— EXERCISE PROMPT —
Reproduce the opening lines of the records exactly, up to and including the line in which "pub use error::CoreError;" occurs.
[SUPPLIED MATERIAL]
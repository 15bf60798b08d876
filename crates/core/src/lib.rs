//! Domain layer: models, request number allocation and the services the HTTP
//! layer calls into.

pub mod error;
pub mod media_requests;
pub mod models;
pub mod request_number;
pub mod site_settings;
pub mod users;
pub mod validation;

pub use error::CoreError;
pub use media_requests::{MediaRequestOptions, MediaRequestService, UploadPolicy};
pub use request_number::{
    AllocationError, AllocatorConfig, Claim, MemoryRequestStore, PgRequestStore, RequestNumber,
    RequestNumberAllocator, RequestNumberStore, StoreError,
};
pub use site_settings::{FolderDefaults, SiteSettingsService};
pub use users::{Registration, UserService};
//! Request authentication for axum routes

use axum::{
    extract::{ConnectInfo, Request, State},
    http::{header, HeaderMap, StatusCode},
    middleware::Next,
    response::Response,
    Extension,
};
use sqlx::PgPool;
use std::net::SocketAddr;
use uuid::Uuid;

use crate::jwt::JwtKeys;

/// The authenticated caller, inserted into request extensions
#[derive(Debug, Clone)]
pub struct AuthUser {
    pub user_id: Uuid,
    pub username: String,
    pub is_staff: bool,
    pub ip_address: Option<String>,
}

#[derive(Clone)]
pub struct AuthState {
    pub pool: PgPool,
    pub keys: JwtKeys,
}

pub fn bearer_token(headers: &HeaderMap) -> Option<&str> {
    headers
        .get(header::AUTHORIZATION)?
        .to_str()
        .ok()?
        .strip_prefix("Bearer ")
        .map(str::trim)
        .filter(|t| !t.is_empty())
}

/// Validate the bearer token and re-check the account on every request, so a
/// deactivated user or a revoked staff flag takes effect immediately.
pub async fn auth_middleware_with_db(
    State(state): State<AuthState>,
    mut req: Request,
    next: Next,
) -> Result<Response, StatusCode> {
    let token = bearer_token(req.headers()).ok_or(StatusCode::UNAUTHORIZED)?;

    let claims = state.keys.verify(token).map_err(|e| {
        tracing::debug!("Rejected bearer token: {}", e);
        StatusCode::UNAUTHORIZED
    })?;

    let account: Option<(String, bool, bool)> = sqlx::query_as(
        "SELECT username, is_active, is_staff FROM users WHERE id = $1"
    )
    .bind(claims.sub)
    .fetch_optional(&state.pool)
    .await
    .map_err(|e| {
        tracing::error!("Failed to load user for authentication: {:?}", e);
        StatusCode::SERVICE_UNAVAILABLE
    })?;

    let (username, is_active, is_staff) = account.ok_or(StatusCode::UNAUTHORIZED)?;
    if !is_active {
        tracing::warn!("Inactive user {} attempted to use a session token", claims.sub);
        return Err(StatusCode::FORBIDDEN);
    }

    let ip_address = req
        .extensions()
        .get::<ConnectInfo<SocketAddr>>()
        .map(|ConnectInfo(addr)| addr.ip().to_string());

    req.extensions_mut().insert(AuthUser {
        user_id: claims.sub,
        username,
        is_staff,
        ip_address,
    });

    Ok(next.run(req).await)
}

/// Must run inside `auth_middleware_with_db`
pub async fn require_staff(
    Extension(auth): Extension<AuthUser>,
    req: Request,
    next: Next,
) -> Result<Response, StatusCode> {
    if !auth.is_staff {
        tracing::warn!("User {} attempted to reach a staff-only route", auth.user_id);
        return Err(StatusCode::FORBIDDEN);
    }
    Ok(next.run(req).await)
}
//! Singleton site settings: which storage folders uploads go to

use mediadesk_storage::extract_folder_id;
use sqlx::PgPool;

use crate::error::CoreError;
use crate::models::{SiteSettings, UpdateSiteSettingsInput};
use crate::validation::validate_folder_setting;

/// Folder ids configured through the environment, used when a setting is empty
#[derive(Debug, Clone, Default)]
pub struct FolderDefaults {
    pub profile: Option<String>,
    pub reference: Option<String>,
    pub data: Option<String>,
}

/// Effective folder ids after applying settings over the defaults
#[derive(Debug, Clone, Default, PartialEq, Eq)]
pub struct ResolvedFolders {
    pub profile: Option<String>,
    pub reference: Option<String>,
    pub data: Option<String>,
}

/// A non-empty setting wins over the environment default; both may be a
/// folder link or a bare id. `None` means uploads to that folder are skipped.
pub fn resolve_folder(setting: &str, env_default: Option<&str>) -> Option<String> {
    extract_folder_id(setting).or_else(|| env_default.and_then(extract_folder_id))
}

impl SiteSettings {
    pub fn resolve(&self, defaults: &FolderDefaults) -> ResolvedFolders {
        ResolvedFolders {
            profile: resolve_folder(&self.drive_profile_folder, defaults.profile.as_deref()),
            reference: resolve_folder(&self.drive_reference_folder, defaults.reference.as_deref()),
            data: resolve_folder(&self.drive_data_folder, defaults.data.as_deref()),
        }
    }
}

#[derive(Clone)]
pub struct SiteSettingsService {
    pool: PgPool,
    defaults: FolderDefaults,
}

impl SiteSettingsService {
    pub fn new(pool: PgPool, defaults: FolderDefaults) -> Self {
        Self { pool, defaults }
    }

    pub fn defaults(&self) -> &FolderDefaults {
        &self.defaults
    }

    pub async fn get(&self) -> Result<SiteSettings, CoreError> {
        sqlx::query("INSERT INTO site_settings (id) VALUES (1) ON CONFLICT (id) DO NOTHING")
            .execute(&self.pool)
            .await?;

        let settings = sqlx::query_as::<_, SiteSettings>(
            "SELECT drive_profile_folder, drive_reference_folder, drive_data_folder, updated_at
             FROM site_settings WHERE id = 1"
        )
        .fetch_one(&self.pool)
        .await?;

        Ok(settings)
    }

    pub async fn folders(&self) -> Result<ResolvedFolders, CoreError> {
        Ok(self.get().await?.resolve(&self.defaults))
    }

    pub async fn update(&self, input: UpdateSiteSettingsInput) -> Result<SiteSettings, CoreError> {
        let profile = input
            .drive_profile_folder
            .map(|v| validate_folder_setting("drive_profile_folder", &v))
            .transpose()?;
        let reference = input
            .drive_reference_folder
            .map(|v| validate_folder_setting("drive_reference_folder", &v))
            .transpose()?;
        let data = input
            .drive_data_folder
            .map(|v| validate_folder_setting("drive_data_folder", &v))
            .transpose()?;

        let settings = sqlx::query_as::<_, SiteSettings>(
            r#"
            INSERT INTO site_settings (id, drive_profile_folder, drive_reference_folder, drive_data_folder)
            VALUES (1, COALESCE($1, ''), COALESCE($2, ''), COALESCE($3, ''))
            ON CONFLICT (id) DO UPDATE SET
                drive_profile_folder = COALESCE($1, site_settings.drive_profile_folder),
                drive_reference_folder = COALESCE($2, site_settings.drive_reference_folder),
                drive_data_folder = COALESCE($3, site_settings.drive_data_folder),
                updated_at = NOW()
            RETURNING drive_profile_folder, drive_reference_folder, drive_data_folder, updated_at
            "#
        )
        .bind(profile)
        .bind(reference)
        .bind(data)
        .fetch_one(&self.pool)
        .await?;

        tracing::info!("Site settings updated");
        Ok(settings)
    }
}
[/SUPPLIED MATERIAL]
— EXERCISE RESULT —
repository 15bf60798b08d876
filename crates/core/src/lib.rs
//! Domain layer: models, request number allocation and the services the HTTP
//! layer calls into.

pub mod error;
pub mod media_requests;
pub mod models;
pub mod request_number;
pub mod site_settings;
pub mod users;
pub mod validation;

pub use error::CoreError;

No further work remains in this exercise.